I have a little / very basic electronics knowledge & this is my first post so please go easy on me!!! :)

For a while now I have contemplated trying to build a custom game controller... i am heavily into train simulators & would ideally like a locomotive power controller to add to the realism. Doesn't have to be a perfect replica of the real thing at this point but as long as it works like the real thing...

The controller has 6 positions, being:

OFF
Run Down
Notch Down
HOLD
Notch Up
Run Up

Let me explain the positions...

OFF (Obviously)
Run Down (automatically decreases the tap changer setting)
Notch Down (manually decreases the tap changer setting)
HOLD (Holds the tap changer at its current setting)
Notch Up (manually increases the tap changer setting)
Run Up (automatically increases the tap changer setting)

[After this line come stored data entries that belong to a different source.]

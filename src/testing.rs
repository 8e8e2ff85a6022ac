//! In-memory collaborators shared by the unit tests.

use crate::error::{PageError, Pdf2MdError};
use crate::geometry::Rect;
use crate::ocr::{OcrEngine, OcrError};
use crate::output::DocumentMetadata;
use crate::pipeline::table::TableGrid;
use crate::source::{
    Glyph, ImageDescriptor, PageBitmap, PdfSource, Rasterizer, RenderedPage, SourceDocument,
    SourcePage,
};
use image::{DynamicImage, Rgba, RgbaImage};
use std::cell::RefCell;
use std::ops::RangeInclusive;
use std::path::Path;

#[derive(Debug, Clone, Default)]
pub struct MockPage {
    pub text: String,
    pub tables: Vec<TableGrid>,
    pub images: Vec<Option<Rect>>,
    pub glyphs: Vec<Glyph>,
    pub broken_text: bool,
    pub broken_tables: bool,
    pub broken_images: bool,
}

impl MockPage {
    pub fn text(text: &str) -> Self {
        Self {
            text: text.into(),
            ..Default::default()
        }
    }

    pub fn broken() -> Self {
        Self {
            broken_text: true,
            ..Default::default()
        }
    }

    pub fn with_image(mut self, bbox: Option<Rect>) -> Self {
        self.images.push(bbox);
        self
    }

    pub fn with_table(mut self, grid: &[&[&str]]) -> Self {
        self.tables.push(
            grid.iter()
                .map(|row| row.iter().map(|c| c.to_string()).collect())
                .collect(),
        );
        self
    }
}

/// Page handles are cloned out of the document so each has no borrow.
struct PageHandle {
    page: MockPage,
    number: usize,
}

impl SourcePage for PageHandle {
    fn extract_text(&self) -> Result<String, PageError> {
        if self.page.broken_text {
            return Err(PageError::TextExtraction {
                page: self.number,
                detail: "malformed content stream".into(),
            });
        }
        Ok(self.page.text.clone())
    }

    fn extract_tables(&self) -> Result<Vec<TableGrid>, PageError> {
        if self.page.broken_tables {
            return Err(PageError::TableExtraction {
                page: self.number,
                detail: "bad segments".into(),
            });
        }
        Ok(self.page.tables.clone())
    }

    fn images(&self) -> Result<Vec<ImageDescriptor>, PageError> {
        if self.page.broken_images {
            return Err(PageError::ImageEnumeration {
                page: self.number,
                detail: "object #0: unreadable".into(),
            });
        }
        Ok(self
            .page
            .images
            .iter()
            .map(|bbox| ImageDescriptor { bbox: *bbox })
            .collect())
    }

    fn extract_glyphs(&self) -> Result<Vec<Glyph>, PageError> {
        Ok(self.page.glyphs.clone())
    }
}

#[derive(Debug, Clone, Default)]
pub struct MockPdf {
    pub pages: Vec<MockPage>,
    pub metadata: DocumentMetadata,
    pub unreadable: bool,
}

impl MockPdf {
    pub fn new(pages: Vec<MockPage>) -> Self {
        Self {
            pages,
            ..Default::default()
        }
    }
}

struct OpenedPdf<'a>(&'a MockPdf);

impl SourceDocument for OpenedPdf<'_> {
    fn page_count(&self) -> usize {
        self.0.pages.len()
    }

    fn page<'b>(&'b self, number: usize) -> Result<Box<dyn SourcePage + 'b>, PageError> {
        let page = number
            .checked_sub(1)
            .and_then(|i| self.0.pages.get(i))
            .ok_or_else(|| PageError::TextExtraction {
                page: number,
                detail: "no such page".into(),
            })?;
        Ok(Box::new(PageHandle {
            page: page.clone(),
            number,
        }))
    }

    fn metadata(&self) -> DocumentMetadata {
        DocumentMetadata {
            page_count: self.0.pages.len(),
            ..self.0.metadata.clone()
        }
    }
}

impl PdfSource for MockPdf {
    fn open<'a>(&'a self, path: &Path) -> Result<Box<dyn SourceDocument + 'a>, Pdf2MdError> {
        if self.unreadable {
            return Err(Pdf2MdError::CorruptPdf {
                path: path.to_path_buf(),
                detail: "xref table missing".into(),
            });
        }
        Ok(Box::new(OpenedPdf(self)))
    }
}

/// Renders each page of a 100x50 pt document at 2 px/pt as a solid colour
/// whose red channel is the page number.
#[derive(Default)]
pub struct ColourRasterizer {
    pub calls: RefCell<Vec<RangeInclusive<usize>>>,
    pub fail: bool,
    pub broken_page: Option<usize>,
}

impl ColourRasterizer {
    pub fn new() -> Self {
        Self::default()
    }

    pub fn failing() -> Self {
        Self {
            fail: true,
            ..Self::default()
        }
    }

    pub fn with_broken_page(page: usize) -> Self {
        Self {
            broken_page: Some(page),
            ..Self::default()
        }
    }
}

impl Rasterizer for ColourRasterizer {
    fn rasterize(
        &self,
        _path: &Path,
        pages: RangeInclusive<usize>,
    ) -> Result<Vec<RenderedPage>, Pdf2MdError> {
        self.calls.borrow_mut().push(pages.clone());
        if self.fail {
            return Err(Pdf2MdError::RasterisationFailed {
                first: *pages.start(),
                last: *pages.end(),
                detail: "no renderer".into(),
            });
        }
        Ok(pages
            .map(|p| {
                if self.broken_page == Some(p) {
                    return Err(PageError::RenderFailed {
                        page: p,
                        detail: "bitmap allocation failed".into(),
                    });
                }
                let image = RgbaImage::from_pixel(200, 100, Rgba([p as u8, 0, 0, 255]));
                Ok(PageBitmap::new(DynamicImage::ImageRgba8(image), 100.0, 50.0))
            })
            .collect())
    }
}

/// Reports the red channel of the crop's top-left pixel.
pub struct PixelOcr;

impl OcrEngine for PixelOcr {
    fn recognize(&self, image: &DynamicImage) -> Result<String, OcrError> {
        let px = image.to_rgba8().get_pixel(0, 0).0;
        Ok(format!("red={}", px[0]))
    }
}

/// Returns only whitespace and a form feed.
pub struct BlankOcr;

impl OcrEngine for BlankOcr {
    fn recognize(&self, _image: &DynamicImage) -> Result<String, OcrError> {
        Ok(" \n\u{000C}".into())
    }
}

/// A rectangle well inside the 100x50 pt test page.
pub fn inside() -> Rect {
    Rect::new(10.0, 10.0, 40.0, 30.0)
}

Does anyone know of a rotary style switch that has 6 positions, has fixed positions and sprung (or momentary) positions???

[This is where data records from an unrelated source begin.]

//! Layout segmentation: split a page's glyph stream at font-size changes.
//!
//! Each maximal run of same-size glyphs becomes one [`TextBlock`]. This is a
//! coarse heading/body signal, not a layout analyser: position, font family
//! and weight are ignored, and a size that reappears later starts a new block.

use crate::source::Glyph;
use serde::{Deserialize, Serialize};
use tracing::warn;

/// A run of text sharing one font size.
#[derive(Debug, Clone, PartialEq, Serialize, Deserialize)]
pub struct TextBlock {
    pub text: String,
    pub font_size: f32,
}

/// Segment glyphs into blocks in reading order.
///
/// A glyph with a non-finite size stops the scan; the blocks completed before
/// it are returned and the pending buffer is dropped.
pub fn segment_glyphs(glyphs: &[Glyph]) -> Vec<TextBlock> {
    let mut blocks = Vec::new();
    let mut current: Option<f32> = None;
    let mut buffer = String::new();

    for (i, glyph) in glyphs.iter().enumerate() {
        if !glyph.size.is_finite() {
            warn!(
                "Glyph {} has invalid size {}; keeping {} completed blocks",
                i,
                glyph.size,
                blocks.len()
            );
            return blocks;
        }

        if current != Some(glyph.size) {
            if let Some(size) = current {
                if !buffer.is_empty() {
                    blocks.push(TextBlock {
                        text: std::mem::take(&mut buffer),
                        font_size: size,
                    });
                }
            }
            current = Some(glyph.size);
        }
        buffer.push_str(&glyph.text);
    }

    if let Some(size) = current {
        if !buffer.is_empty() {
            blocks.push(TextBlock {
                text: buffer,
                font_size: size,
            });
        }
    }

    blocks
}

The positions OFF, Run Up, HOLD & Run Down are fixed. The positions Notch Up / Notch Down are sprung and when selected will return to the HOLD position...

Or, does anyone know of a way of creating such a switch??? Dunno if I've made any sense but hopefully someone may know what I'm on about...!!!

Thanks in advance

Eric
 
Welcome to ETO.

I understand your problem, I think.
It sounds more of a mechanical problem rather than electrical/electronic.

My first thoughts are that the switching functions could be done by modifying the detents of a six position rotary switch.
(The detents are what hold the switch in place as it is clicked from position to position).

Let me think about this a bit more, its tea time!

JimB
 
Welcome to ETO.

I understand your problem, I think.
It sounds more of a mechanical problem rather than electrical/electronic.

My first thoughts are that the switching functions could be done by modifying the detents of a six position rotary switch.
(The detents are what hold the switch in place as it is clicked from position to position).

Let me think about this a bit more, its tea time!

JimB
Thanks Jim...

any help is much appreciated...

Eric
 
It could be done using a built-up detent system, so a hidden arm with a sprung roller and a "sawtooth" style detent with some teeth replaced by ramps, to give spring return if the handle was not moved all the way to the next notch.

The electrical switch could be a wafer style with no detent, or have a magnet on the arm operating magnetic reed switches as it moved.

However, I'm a bit puzzled - you say you want a realistic style controller, but as far as I know, no normal locomotives have a system such as you describe?
 
I have an old joystick... I wanted to use said joystick on my raspberry pi..

So... I got hold of an Arduino micro ( with 32u4 chip on ) .. I mounted the micro to a piece of stripboard and soldered a 9 pin d socket at the end..

I got them both on fleabay.. less than a fiver! Thing is... The source code is openware so I can now do pretty much what I like.. I could do what you wanted with a "normal" 6 way switch and use software to trick the system..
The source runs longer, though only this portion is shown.